Alcalde de Chihuahua se hace pasar por indigente para descubrir como tratan los funcionarios a las personas humildes

México. 08 de julio del 2019.- El alcalde de Cuauhtémoc, Chihuahua, Carlos Tena, quiso descubrir por él mismo como es que los empleados de la Presidencia Municipal tratan a las personas humildes; por lo que se disfrazó de indigente y acudió a pedir un apoyo a los empleados de la administración que el encabeza.

En entrevista para W Radio, el Presidente Municipal explicó que desde hace 2 o 3 meses tenía la intención de hacer algo, pues las quejas se sobre los malos tratos de los funcionarios se hacían más frecuentes y hasta por escrito.

“En las administraciones siempre queda gente que vienen arrastrando de otras administraciones, entonces a raíz de que yo estoy recibiendo quejas de maltrato, de que no me atendió, etc.  Y pues preguntas al funcionario que está al frente, al director, y dice no, no, no, todo está bien se le atendió, se fue enojado porque no se le dio lo que quería y era mucho; entonces no hayas a quien creerle, si al ciudadano o al director de cualquier área”.

Carlos Tena, señaló que el jueves tuvo una reunión de seguridad, y al salir de ella, lo maquillaron y vistieron de indigente, usó una silla de ruedas y ocupó a una persona para que le empujara la silla, y hablara con los empleados, pues él no quería que lo reconocieran por su voz.

Refirió que se dirigieron a Desarrollo Social, y lo primero que ocurrió, fue que nadie le ayudó a abrir la puerta a la persona que lo llevaba a la silla de ruedas.

Narró que le dijo a la persona que lo acompañaba “dígales que soy un señor, soy su vecino, muy necesitado, enfermo y que vengo por una despensa porque usted fue a visitarme y no tengo que comer”. La respuesta que obtuvo de “mala gana” por parte de una trabajadora, fue que las despensas se daban en el edificio de enfrente.

Acto seguido, volvió a decirle a la persona que lo acompañaba “dígale que usted no me puede empujar para allá que está muy lejos”. A lo que la misma empleada le respondió que la esperara.

Mientras, él esperaba que alguno de los 60 empleados que hay ahí le ayudara, pero eso no pasó. Minutos después, el alcalde dijo que hubo otra empleada que fue a decirle que en un momento le llevaba su despensa.

De esta manera, mientras le llevaban su despensa, quiso ir a hablar con el Presidente Municipal, pero tenía que ir al segundo piso; en ese momento, señaló que el guardia que se encarga de abrir el elevador a las personas con discapacidad, no ayudó a la mujer que lo acompañaba, y de “mala gana” les dio las indicaciones.

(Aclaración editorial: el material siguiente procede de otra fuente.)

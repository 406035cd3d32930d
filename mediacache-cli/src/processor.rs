use std::path::Path;

use bytes::Bytes;
use mediacache_engine::{
    CacheError, CacheTier, DownloadEvent, DownloadSubscription, MediaCache, ResourceKind, ResourceState,
};
use tokio::io::AsyncWriteExt;
use tracing::{info, warn};

use crate::cli::Command;
use crate::error::AppError;
use crate::utils::progress::ProgressManager;
use crate::utils::{format_bytes, parse_size};

/// Run one subcommand against the cache
pub async fn process(
    cache: &MediaCache,
    command: Command,
    progress: &ProgressManager,
) -> Result<(), AppError> {
    match command {
        Command::Fetch {
            url,
            kind,
            tier,
            pause_after,
        } => {
            let pause_after = pause_after.as_deref().map(parse_size).transpose()?;
            fetch(cache, &url, kind, tier, pause_after, progress).await
        }
        Command::Read {
            url,
            kind,
            offset,
            length,
            output,
        } => {
            let length = parse_size(&length)?;
            read(cache, &url, kind, offset, length, output.as_deref(), progress).await
        }
        Command::State { url, kind, tier } => {
            let state = cache.request_resource(&url, kind, tier).await?;
            info!("{url}: {}", describe_state(state));
            Ok(())
        }
        Command::Info => show_info(cache).await,
        Command::Cancel { url } => {
            if cache.cancel(&url).await? {
                info!("Cancelled download of {url}");
            } else {
                info!("No download of {url} to cancel");
            }
            Ok(())
        }
        Command::Evict { url } => {
            if cache.evict(&url).await? {
                info!("Evicted {url}");
            } else {
                info!("{url} was not cached");
            }
            Ok(())
        }
        Command::Clear { kind } => {
            cache.clear_all(kind).await?;
            match kind {
                Some(kind) => info!("Cleared cached {}s", kind.dir_name()),
                None => info!("Cleared the cache"),
            }
            Ok(())
        }
    }
}

fn describe_state(state: ResourceState) -> &'static str {
    match state {
        ResourceState::Uncached => "downloaded, waiting to be moved into the cache",
        ResourceState::Cached => "cached",
        ResourceState::Downloading => "downloading",
        ResourceState::Paused => "paused, can be resumed",
        ResourceState::None => "not cached",
    }
}

async fn fetch(
    cache: &MediaCache,
    url: &str,
    kind: ResourceKind,
    tier: CacheTier,
    pause_after: Option<u64>,
    progress: &ProgressManager,
) -> Result<(), AppError> {
    let state = cache.request_resource(url, kind, tier).await?;
    if state == ResourceState::Cached {
        info!("{url} is already cached");
        return Ok(());
    }
    if state == ResourceState::Paused {
        info!("Resuming paused download of {url}");
    }

    let subscription = cache.download(url, kind, tier).await?;
    follow(cache, url, subscription, pause_after, progress).await
}

/// Drive the progress bar until the download ends. Ctrl-C (or reaching
/// `pause_after` bytes) pauses the transfer so a later fetch can resume it.
async fn follow(
    cache: &MediaCache,
    url: &str,
    mut subscription: DownloadSubscription,
    pause_after: Option<u64>,
    progress: &ProgressManager,
) -> Result<(), AppError> {
    let bar = progress.add_download(url);
    let mut pausing = false;

    loop {
        let event = tokio::select! {
            event = subscription.recv() => event,
            _ = tokio::signal::ctrl_c(), if !pausing => {
                info!("Interrupted, pausing download");
                pausing = true;
                cache.pause(url).await?;
                continue;
            }
        };
        let Some(event) = event else {
            return Err(AppError::Cache(CacheError::Cancelled));
        };
        bar.handle_event(&event);

        match event {
            DownloadEvent::Progress { written, .. } => {
                if !pausing && pause_after.is_some_and(|limit| written >= limit) {
                    pausing = true;
                    cache.pause(url).await?;
                }
            }
            DownloadEvent::Reset => warn!("Server did not resume the transfer, restarting from zero"),
            DownloadEvent::Paused { resumable } => {
                info!(
                    "Paused {url} ({}); run fetch again to continue",
                    if resumable { "resumable" } else { "will restart" }
                );
                return Ok(());
            }
            DownloadEvent::Finished { path, size } => {
                match path {
                    Some(path) => info!("Cached {url} at {} ({})", path.display(), format_bytes(size)),
                    None => info!("Cached {url} in memory ({})", format_bytes(size)),
                }
                return Ok(());
            }
            DownloadEvent::Failed(e) => return Err(e.into()),
            DownloadEvent::Started { .. } => {}
        }
    }
}

async fn read(
    cache: &MediaCache,
    url: &str,
    kind: ResourceKind,
    offset: u64,
    length: u64,
    output: Option<&Path>,
    progress: &ProgressManager,
) -> Result<(), AppError> {
    let state = cache.request_resource(url, kind, CacheTier::Disk).await?;

    // Uncached resources are downloaded and read while the bytes arrive
    let subscription = match state {
        ResourceState::Cached => None,
        _ => Some(cache.download(url, kind, CacheTier::Disk).await?),
    };

    let range = cache.read_range(url, offset, length).await?;
    if let Some(info) = &range.info {
        info!(
            "Content type: {}, length: {}",
            info.content_type.as_deref().unwrap_or("unknown"),
            info.content_length
                .map(format_bytes)
                .unwrap_or_else(|| "unknown".to_string())
        );
    }
    if !range.is_complete() {
        info!("{} available now, waiting for the rest", format_bytes(range.initial.len() as u64));
    }
    let bytes = range.read_to_end().await?;
    write_range(url, offset, &bytes, output).await?;

    match subscription {
        Some(subscription) => follow(cache, url, subscription, None, progress).await,
        None => Ok(()),
    }
}

async fn write_range(url: &str, offset: u64, bytes: &Bytes, output: Option<&Path>) -> Result<(), AppError> {
    match output {
        Some(path) => {
            let mut file = tokio::fs::File::create(path).await?;
            file.write_all(bytes).await?;
            file.flush().await?;
            info!("Wrote {} of {url} at offset {offset} to {}", format_bytes(bytes.len() as u64), path.display());
        }
        None => {
            let preview: String = bytes.iter().take(16).map(|b| format!("{b:02x}")).collect();
            info!("Read {} of {url} at offset {offset}: {preview}", format_bytes(bytes.len() as u64));
        }
    }
    Ok(())
}

async fn show_info(cache: &MediaCache) -> Result<(), AppError> {
    let files = cache.cache_info().await?;
    let total: u64 = files.iter().map(|f| f.size_bytes).sum();
    info!("{} cached files, {} on disk", files.len(), format_bytes(total));
    for file in &files {
        info!(
            "  {} {:>10}  {}",
            file.created_at.format("%Y-%m-%d %H:%M:%S"),
            format_bytes(file.size_bytes),
            file.path.display()
        );
    }

    let stats = cache.memory_stats();
    info!(
        "Memory: {} encoded, {} decoded ({}), {} hits, {} misses, {} evictions",
        stats.encoded_entries,
        stats.decoded_entries,
        format_bytes(stats.decoded_cost as u64),
        stats.hits,
        stats.misses,
        stats.evictions
    );
    Ok(())
}
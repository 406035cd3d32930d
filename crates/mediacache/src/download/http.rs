//! # HTTP Transport
//!
//! Range-capable transport over `reqwest`. A resume token records how many
//! bytes were written and the entity validator of the first response; resuming
//! sends `Range: bytes=<written>-` guarded by `If-Range`, so a changed entity
//! comes back as a full `200` body and the coordinator restarts from zero.

use async_trait::async_trait;
use futures::StreamExt;
use reqwest::header::{ACCEPT_RANGES, CONTENT_LENGTH, CONTENT_RANGE, CONTENT_TYPE, ETAG, IF_RANGE, RANGE};
use reqwest::{Client, Response, StatusCode};
use serde::{Deserialize, Serialize};
use tracing::{debug, info, instrument, warn};
use url::Url;

use super::transport::{ResumeToken, TransferCheckpoint, TransferResponse, Transport};
use crate::config::TransportConfig;
use crate::error::{CacheError, Result};

/// Create a reqwest Client with the provided configuration
pub fn create_client(config: &TransportConfig) -> Result<Client> {
    let mut client_builder = Client::builder()
        .pool_max_idle_per_host(5)
        .user_agent(&config.user_agent)
        .default_headers(config.headers.clone())
        .redirect(if config.follow_redirects {
            reqwest::redirect::Policy::limited(10)
        } else {
            reqwest::redirect::Policy::none()
        });

    if !config.timeout.is_zero() {
        client_builder = client_builder.timeout(config.timeout);
    }

    if !config.connect_timeout.is_zero() {
        client_builder = client_builder.connect_timeout(config.connect_timeout);
    }

    if !config.read_timeout.is_zero() {
        client_builder = client_builder.read_timeout(config.read_timeout);
    }

    client_builder.build().map_err(CacheError::from)
}

#[derive(Debug, Serialize, Deserialize)]
struct HttpResumeState {
    written: u64,
    validator: Option<String>,
}

/// Transport backed by an HTTP client
#[derive(Debug, Clone)]
pub struct HttpTransport {
    client: Client,
}

impl HttpTransport {
    pub fn new(config: &TransportConfig) -> Result<Self> {
        Ok(Self {
            client: create_client(config)?,
        })
    }

    pub fn with_client(client: Client) -> Self {
        Self { client }
    }

    fn decode_token(token: &ResumeToken) -> Option<HttpResumeState> {
        match serde_json::from_slice(token.as_bytes()) {
            Ok(state) => Some(state),
            Err(e) => {
                warn!(error = %e, "Ignoring unreadable resume token");
                None
            }
        }
    }

    fn header_str(response: &Response, name: reqwest::header::HeaderName) -> Option<String> {
        response
            .headers()
            .get(name)
            .and_then(|v| v.to_str().ok())
            .map(str::to_owned)
    }
}

/// Parse `bytes <start>-<end>/<total>`, returning the start offset and total length
pub(crate) fn parse_content_range(value: &str) -> Option<(u64, Option<u64>)> {
    let range = value.trim().strip_prefix("bytes")?.trim_start();
    let (span, total) = range.split_once('/')?;
    let (start, _end) = span.split_once('-')?;
    let start = start.trim().parse().ok()?;
    let total = match total.trim() {
        "*" => None,
        t => Some(t.parse().ok()?),
    };
    Some((start, total))
}

#[async_trait]
impl Transport for HttpTransport {
    #[instrument(skip(self, resume), level = "debug")]
    async fn open(&self, url: &Url, resume: Option<&ResumeToken>) -> Result<TransferResponse> {
        let state = resume.and_then(Self::decode_token);

        let mut request = self.client.get(url.clone());
        if let Some(state) = &state {
            info!(url = %url, offset = state.written, "Resuming download");
            request = request.header(RANGE, format!("bytes={}-", state.written));
            if let Some(validator) = &state.validator {
                request = request.header(IF_RANGE, validator.as_str());
            }
        }

        let response = request.send().await?;
        let status = response.status();
        let content_type = Self::header_str(&response, CONTENT_TYPE);
        let validator = Self::header_str(&response, ETAG);
        let accepts_ranges = Self::header_str(&response, ACCEPT_RANGES)
            .is_some_and(|v| v.eq_ignore_ascii_case("bytes"));

        let (start_offset, total_length) = match status {
            StatusCode::PARTIAL_CONTENT => {
                let content_range = Self::header_str(&response, CONTENT_RANGE)
                    .and_then(|v| parse_content_range(&v));
                match content_range {
                    Some((start, total)) => (start, total),
                    None => {
                        warn!(url = %url, "Partial response without a usable Content-Range");
                        return Err(CacheError::Status(status.as_u16()));
                    }
                }
            }
            s if s.is_success() => {
                if state.is_some() {
                    debug!(url = %url, "Server ignored the range request, restarting");
                }
                let length = Self::header_str(&response, CONTENT_LENGTH)
                    .and_then(|v| v.parse::<u64>().ok())
                    .or_else(|| response.content_length());
                (0, length)
            }
            s => {
                warn!(url = %url, status = %s, "Request failed");
                return Err(CacheError::Status(s.as_u16()));
            }
        };

        let body = response
            .bytes_stream()
            .map(|chunk| chunk.map_err(CacheError::from))
            .boxed();

        Ok(TransferResponse {
            start_offset,
            total_length,
            content_type,
            validator,
            // A 206 implies range support even without the header
            accepts_ranges: accepts_ranges || status == StatusCode::PARTIAL_CONTENT,
            body,
        })
    }

    fn resume_token(&self, url: &Url, checkpoint: &TransferCheckpoint) -> Option<ResumeToken> {
        if !checkpoint.accepts_ranges || checkpoint.written == 0 {
            debug!(url = %url, "Transfer cannot be resumed");
            return None;
        }
        let state = HttpResumeState {
            written: checkpoint.written,
            validator: checkpoint.validator.clone(),
        };
        serde_json::to_vec(&state).ok().map(ResumeToken::new)
    }
}
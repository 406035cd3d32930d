//! # Storage
//!
//! On-disk persistence: the content-addressed file store and the key-value
//! substrate used for the resource index and paused transfer blobs.

pub mod file_store;
pub mod kv;

pub use file_store::{FileStore, SizeVariant, StoredFile};
pub use kv::{FileKvStore, KeyValueStore, MemoryKvStore};

pub(crate) use file_store::remove_quietly;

Al llegar al segundo piso, pidió hablar con el presidente municipal, y una persona le contestó que no estaba, pero que lo podían atender sus asistentes (tres mujeres), a ellas les pidió hablar con el Secretario del Ayuntamiento, sin embargo, le dijeron que este estaba muy ocupado y si gustaba esperarlo; pero al estar esperando, pasaron 5 minutos, cuando las vio cuchichear y una de ellas le pidió a la señora que lo acompañaba, si podía sacarlo de la oficina para que ahí esperara al secretario.

“Como yo iba poquito impregnado de gasolina y me unté aceite en mi ropa” señaló el alcalde en la entrevista.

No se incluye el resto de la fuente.